É normal pensar primeiro em si que no outro? Como saber se nossas atitudes não estão sendo muito egoístas?
Imagine que você está viajando de avião e, de repente, um comissário de bordo anuncia que acabou de ocorrer uma despressurização na aeronave e que os passageiros devem colocar a máscara de oxigênio que cai à sua frente. Ao seu lado, está sentado um jovem com os dois braços engessados. Mesmo percebendo seu desespero, você coloca primeiro sua máscara e só então o ajuda.
Com esse gesto você pode ser considerado egoísta, uma vez que primeiro pensou em si mesmo e depois no outro? É claro que não, você foi previdente e correto. Seguiu o procedimento padrão, orientado pelos próprios tripulantes antes de o voo começar. Primeiro ajude-se, pois, se tentar ajudar o outro antes, poderá sentir-se mal e comprometer a segurança de ambos.
Essa pequena norma de segurança aérea é uma espécie de metáfora da vida. Cuidar de si mesmo antes de cuidar do outro tem um quê de altruísmo. Ao cuidar de nós mesmos, tiramos do outro essa responsabilidade e, ainda por cima, ficamos bem para ajudar quem precise. Mas, se após ajustar sua máscara sobre o nariz e a boca e recuperar a respiração normal, você não se interessar em auxiliar seu vizinho de viagem, não será apenas um egoísta, mas um omisso.
E é justamente nesse pormenor (ou seria um “pormaior”?) que reside a diferença entre dois tipos de egoísmo. Há o egoísmo normal, e até ético, da pessoa assumir a responsabilidade por si mesma, por sua segurança e pela solução de suas necessidades fundamentais; e há o egoísmo mau, patológico, próprio da pessoa que não demonstra interesse pelo outro. Este não pensa primeiro em si, mas só em si.

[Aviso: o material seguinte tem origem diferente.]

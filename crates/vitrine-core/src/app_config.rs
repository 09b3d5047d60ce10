use std::path::PathBuf;
use std::time::Duration;

use rust_decimal::Decimal;

#[derive(Debug, Clone, PartialEq, Eq)]
pub enum Environment {
    Development,
    Test,
    Production,
}

impl std::fmt::Display for Environment {
    fn fmt(&self, f: &mut std::fmt::Formatter<'_>) -> std::fmt::Result {
        match self {
            Environment::Development => write!(f, "development"),
            Environment::Test => write!(f, "test"),
            Environment::Production => write!(f, "production"),
        }
    }
}

#[derive(Debug, Clone)]
pub struct AppConfig {
    pub env: Environment,
    pub log_level: String,
    pub catalog_path: PathBuf,
    pub search_debounce_ms: u64,
    pub page_size: usize,
    pub price_ceiling: Decimal,
}

impl AppConfig {
    #[must_use]
    pub fn search_debounce(&self) -> Duration {
        Duration::from_millis(self.search_debounce_ms)
    }
}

O egoísmo é próprio da condição humana?
Esta é uma história antiga. Em 1651, o filósofo inglês Thomas Hobbes publicou seu livro mais importante, Leviatã. Ele acreditava piamente que o homem já nascia mesquinho e egoísta e que, para que houvesse uma sociedade equilibrada, com respeito mútuo e preocupação com o coletivo, seria necessário haver um monarca – eleito ou não –, capaz de controlar os indivíduos e fazê-los agir dentro de um sistema social equilibrado.
Era esse monarca que Hobbes chamava de Leviatã, emprestando o nome de um monstro bíblico, citado no Livro de Jó, capítulo 41, e apresentado como uma criatura maligna que habita a profundeza dos mares. Uma espécie de Moby Dick com cabeça de jacaré, que amedrontou os marinheiros durante séculos. A única salvação contra tal criatura seria os marujos trabalharem como uma equipe de verdade, em que cada um se preocupa com o bem-estar dos outros, pois sabe que depende deles.

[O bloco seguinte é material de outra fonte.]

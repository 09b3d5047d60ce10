use std::str::FromStr;

use rust_decimal::prelude::ToPrimitive;
use rust_decimal::{Decimal, RoundingStrategy};
use serde::{Deserialize, Serialize};

use crate::CoreError;

/// Console family (or accessory bucket) a product is sold for.
#[derive(Debug, Clone, Copy, PartialEq, Eq, PartialOrd, Ord, Hash, Serialize, Deserialize)]
#[serde(rename_all = "lowercase")]
pub enum Platform {
    Ps5,
    Ps4,
    Ps3,
    Ps2,
    Xbox,
    Nintendo,
    Acessorio,
}

impl Platform {
    pub const ALL: [Platform; 7] = [
        Platform::Ps5,
        Platform::Ps4,
        Platform::Ps3,
        Platform::Ps2,
        Platform::Xbox,
        Platform::Nintendo,
        Platform::Acessorio,
    ];

    /// Lowercase wire/display form, e.g. `"ps5"`.
    #[must_use]
    pub fn as_str(self) -> &'static str {
        match self {
            Platform::Ps5 => "ps5",
            Platform::Ps4 => "ps4",
            Platform::Ps3 => "ps3",
            Platform::Ps2 => "ps2",
            Platform::Xbox => "xbox",
            Platform::Nintendo => "nintendo",
            Platform::Acessorio => "acessorio",
        }
    }
}

impl std::fmt::Display for Platform {
    fn fmt(&self, f: &mut std::fmt::Formatter<'_>) -> std::fmt::Result {
        f.write_str(self.as_str())
    }
}

impl FromStr for Platform {
    type Err = CoreError;

    fn from_str(s: &str) -> Result<Self, Self::Err> {
        let wanted = s.trim().to_lowercase();
        Platform::ALL
            .into_iter()
            .find(|p| p.as_str() == wanted)
            .ok_or_else(|| CoreError::UnknownPlatform(s.to_string()))
    }
}

/// A catalog entry as supplied by the data source.
///
/// The rules engine only reads products; `stock_quantity` is the single field
/// kept in sync by stock adjustments.
#[derive(Debug, Clone, PartialEq, Serialize, Deserialize)]
pub struct Product {
    pub id: String,
    pub title: String,
    /// Long-form copy, searched by the admin product list.
    #[serde(default)]
    pub description: Option<String>,
    pub price: Decimal,
    /// Price before the current discount. When present it is `>= price`.
    #[serde(default)]
    pub original_price: Option<Decimal>,
    pub platform: Platform,
    pub category: String,
    #[serde(default)]
    pub image: Option<String>,
    #[serde(default)]
    pub is_new: bool,
    #[serde(default)]
    pub is_on_sale: bool,
    #[serde(default)]
    pub featured: bool,
    #[serde(default = "default_in_stock")]
    pub in_stock: bool,
    #[serde(default)]
    pub stock_quantity: u32,
}

fn default_in_stock() -> bool {
    true
}

impl Product {
    /// Fraction of the original price taken off, `(original - price) / original`.
    ///
    /// Zero when there is no original price or it is not positive.
    #[must_use]
    pub fn discount_ratio(&self) -> Decimal {
        match self.original_price {
            Some(original) if original > Decimal::ZERO => (original - self.price) / original,
            _ => Decimal::ZERO,
        }
    }

    /// Whole-number discount shown on the product badge (`-15%`).
    #[must_use]
    pub fn discount_percent(&self) -> u32 {
        (self.discount_ratio() * Decimal::ONE_HUNDRED)
            .round_dp_with_strategy(0, RoundingStrategy::MidpointAwayFromZero)
            .to_u32()
            .unwrap_or(0)
    }
}

#[cfg(test)]
mod tests {
    use super::*;

    fn make_product(price: Decimal, original_price: Option<Decimal>) -> Product {
        Product {
            id: "prod-001".to_string(),
            title: "God of War Ragnarök".to_string(),
            description: None,
            price,
            original_price,
            platform: Platform::Ps5,
            category: "Jogos".to_string(),
            image: None,
            is_new: false,
            is_on_sale: original_price.is_some(),
            featured: true,
            in_stock: true,
            stock_quantity: 15,
        }
    }

    #[test]
    fn platform_parses_case_insensitively() {
        assert_eq!("PS5".parse::<Platform>().unwrap(), Platform::Ps5);
        assert_eq!(" nintendo ".parse::<Platform>().unwrap(), Platform::Nintendo);
    }

    #[test]
    fn platform_rejects_unknown_value() {
        let err = "dreamcast".parse::<Platform>().unwrap_err();
        assert_eq!(err, CoreError::UnknownPlatform("dreamcast".to_string()));
    }

    #[test]
    fn platform_display_matches_serde_form() {
        for platform in Platform::ALL {
            let json = serde_json::to_string(&platform).unwrap();
            assert_eq!(json, format!("\"{platform}\""));
        }
    }

    #[test]
    fn discount_ratio_zero_without_original_price() {
        let product = make_product(Decimal::new(24990, 2), None);
        assert_eq!(product.discount_ratio(), Decimal::ZERO);
        assert_eq!(product.discount_percent(), 0);
    }

    #[test]
    fn discount_ratio_zero_when_original_price_is_zero() {
        let product = make_product(Decimal::ZERO, Some(Decimal::ZERO));
        assert_eq!(product.discount_ratio(), Decimal::ZERO);
    }

    #[test]
    fn discount_ratio_uses_original_price_as_base() {
        let product = make_product(Decimal::from(75), Some(Decimal::from(100)));
        assert_eq!(product.discount_ratio(), Decimal::new(25, 2));
        assert_eq!(product.discount_percent(), 25);
    }

    #[test]
    fn discount_percent_rounds_to_nearest_whole_percent() {
        // 50 / 349.90 = 14.29%
        let product = make_product(Decimal::new(29990, 2), Some(Decimal::new(34990, 2)));
        assert_eq!(product.discount_percent(), 14);
    }

    #[test]
    fn product_deserializes_with_flag_defaults() {
        let json = r#"{
            "id": "prod-009",
            "title": "Controle DualSense",
            "price": "449.90",
            "platform": "ps5",
            "category": "Acessórios"
        }"#;
        let product: Product = serde_json::from_str(json).unwrap();
        assert_eq!(product.price, Decimal::new(44990, 2));
        assert!(product.in_stock);
        assert!(!product.is_new);
        assert!(!product.featured);
        assert_eq!(product.stock_quantity, 0);
        assert!(product.original_price.is_none());
    }
}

Hobbes pensava que, se o ser humano continuasse em seu estado de avareza natural, correria o sério risco de extinção. Frente a isso, era necessário que o povo se aglutinasse e constituísse uma entidade poderosa chamada Estado. O Leviatã representaria, então, o poder do Estado, que ditaria as leis e teria a prerrogativa de punir quem as infringisse. Todos teriam direito à liberdade, mas aos infratores da lei haveria a suspensão desse direito.
Ao contrário de Rousseau, que acreditava que o ser humano nasce bom e a sociedade o corrompe, Hobbes insistia que o homem nasce mau, egoísta, e a sociedade o mantém na linha através do contrato social aprendido (educação) ou imposto (leis).
Como se pode ver, o assunto é recorrente e está presente nas rodinhas de psicologia e filosofia há muito tempo. Mas, deixando de lado a discussão sobre quem veio antes – o ovo ou a galinha, o egoísmo ou o altruísmo –, não podemos negar o conjunto de sutilezas que cercam o tema.
Em tempos mais recentes, quem viajou ainda mais fundo nessa questão foi o biólogo inglês Richard Dawkins, autor de O Gene Egoísta. Nele, o evolucionista afirma que a avareza não surge apenas após o nascimento, mas, veja só, antes dele, no gene, a estrutura mais íntima de um ser vivo. Para ele, o instinto básico de preservação da espécie fez com que a mãe natureza “doasse” para cada uma de suas crias um instinto egoísta presente até mesmo em nossa mais ínfima célula.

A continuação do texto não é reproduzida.